I assume you didn't bother to read it or the comment I'd added at the end of the article. Just dismissed it out of hand because I'd written it....
Allira
FriedGreenTomatoes2
Oh Clarkson!
You have to read right to the end to find out ….😶One minute he's loathed on GN, the next he's a fount of wisdom 😀
Clarkson made a tv series about Europe many years ago which actually made me warm to him. For that reason I've never totally dismissed his comments out of hand or loathed him.
Mollygo
MayBee70 take care of your stress levels over things that have been done.
How kind of you to be so concerned about my well being.

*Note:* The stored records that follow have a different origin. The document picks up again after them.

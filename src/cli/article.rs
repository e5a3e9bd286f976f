//! `article`: the whole first-post flow in one command.
//!
//! validate input → credential → working copy → branch → files → commit

use super::{Context, Outcome};
use crate::{
    content::{ArticleWriter, AuthorStore, ContentError, ContentLayout},
    log,
    publish::{BranchController, BranchName, ContentChange, StagingCommitter},
    utils::date::DateTimeUtc,
};
use anyhow::{Result, anyhow};
use std::path::PathBuf;

pub fn new_article(ctx: &mut Context<'_>, title: &str, author: Option<&str>) -> Result<Outcome> {
    if title.trim().is_empty() {
        return Err(ContentError::BlankTitle.into());
    }
    if author.is_some_and(|a| a.trim().is_empty()) {
        return Err(ContentError::BlankAuthor.into());
    }

    let credential = ctx.credential()?;
    ctx.session.acquire(&ctx.host, &credential, &ctx.log)?;

    let author = match author {
        Some(name) => name.trim().to_string(),
        None => ctx.session.with_working_copy(|copy| -> Result<String> {
            AuthorStore::new(&ctx.config.content.layout(copy.root()))
                .preferred(&ctx.config.content.default_author)?
                .ok_or_else(|| anyhow!("no authors yet; pass --author or run `quillpost author new`"))
        })?,
    };

    // Branch before writing so nothing lands on the base branch.
    let branch = BranchName::for_article(title)?;
    let outcome = BranchController::new(&ctx.session).start_branch(
        &ctx.config.repo.base_branch,
        &branch,
        &ctx.log,
    )?;
    log!("branch"; "{outcome}");

    let template = ctx.config.content.template();
    let (article, authors) = ctx.session.with_working_copy(|copy| {
        let layout = ctx.config.content.layout(copy.root());
        let article = ArticleWriter::new(&layout, &template).write(title, &author, DateTimeUtc::now())?;
        Ok::<_, anyhow::Error>((article, author_dirs(&layout)))
    })?;
    if article.existing {
        log!("article"; "keeping existing {}", article.index.display());
    }

    let change = ContentChange::new(ctx.config.commit.article_message(&article.title))
        .with_path(&article.dir)
        .with_paths(authors);
    let result = StagingCommitter::new(&ctx.session, ctx.author_identity(&credential))
        .commit(&change, &ctx.log)?;
    log!("commit"; "{result}");

    ctx.settings.remember_article(&article.dir, &article.title);
    ctx.save_settings()?;

    log!("preview"; "{}", article.preview_path());
    Ok(Outcome::Success(format!(
        "article '{}' by {} ready on {branch}",
        article.title, article.author
    )))
}

/// Author directories that exist in the working copy.
pub(super) fn author_dirs(layout: &ContentLayout) -> Vec<PathBuf> {
    [layout.authors(), layout.authors_data()]
        .into_iter()
        .filter(|dir| dir.is_dir())
        .collect()
}

#[cfg(test)]
mod tests {
    use super::*;
    use std::fs;
    use tempfile::TempDir;

    #[test]
    fn test_author_dirs_skips_missing() {
        let dir = TempDir::new().unwrap();
        let layout = ContentLayout::new(dir.path());
        assert!(author_dirs(&layout).is_empty());

        fs::create_dir_all(layout.authors()).unwrap();
        assert_eq!(author_dirs(&layout), vec![layout.authors()]);
    }
}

It surely wasn't meant in a sarcastic way was it
?
I confess I didn’t reach the end of it Maybee70 it was just too much, in every way.
Why would it be cos you had posted this comment, I have no idea who you are beyond seeing your name now and then on this forum.
Seeing it’s by Clarkson makes sense of the OTT content.
Oreo
I confess I didn’t reach the end of it Maybee70 it was just too much, in every way.
Why would it be cos you had posted this comment, I have no idea who you are beyond seeing your name now and then on this forum.
Seeing it’s by Clarkson makes sense of the OTT content.
Can't win really. Post a link and people say they don't like links. Post a whole article and people find them too long to read. Anyway, as you say you're a long time Labour voter I would have thought you would have agreed with Clarkson about this.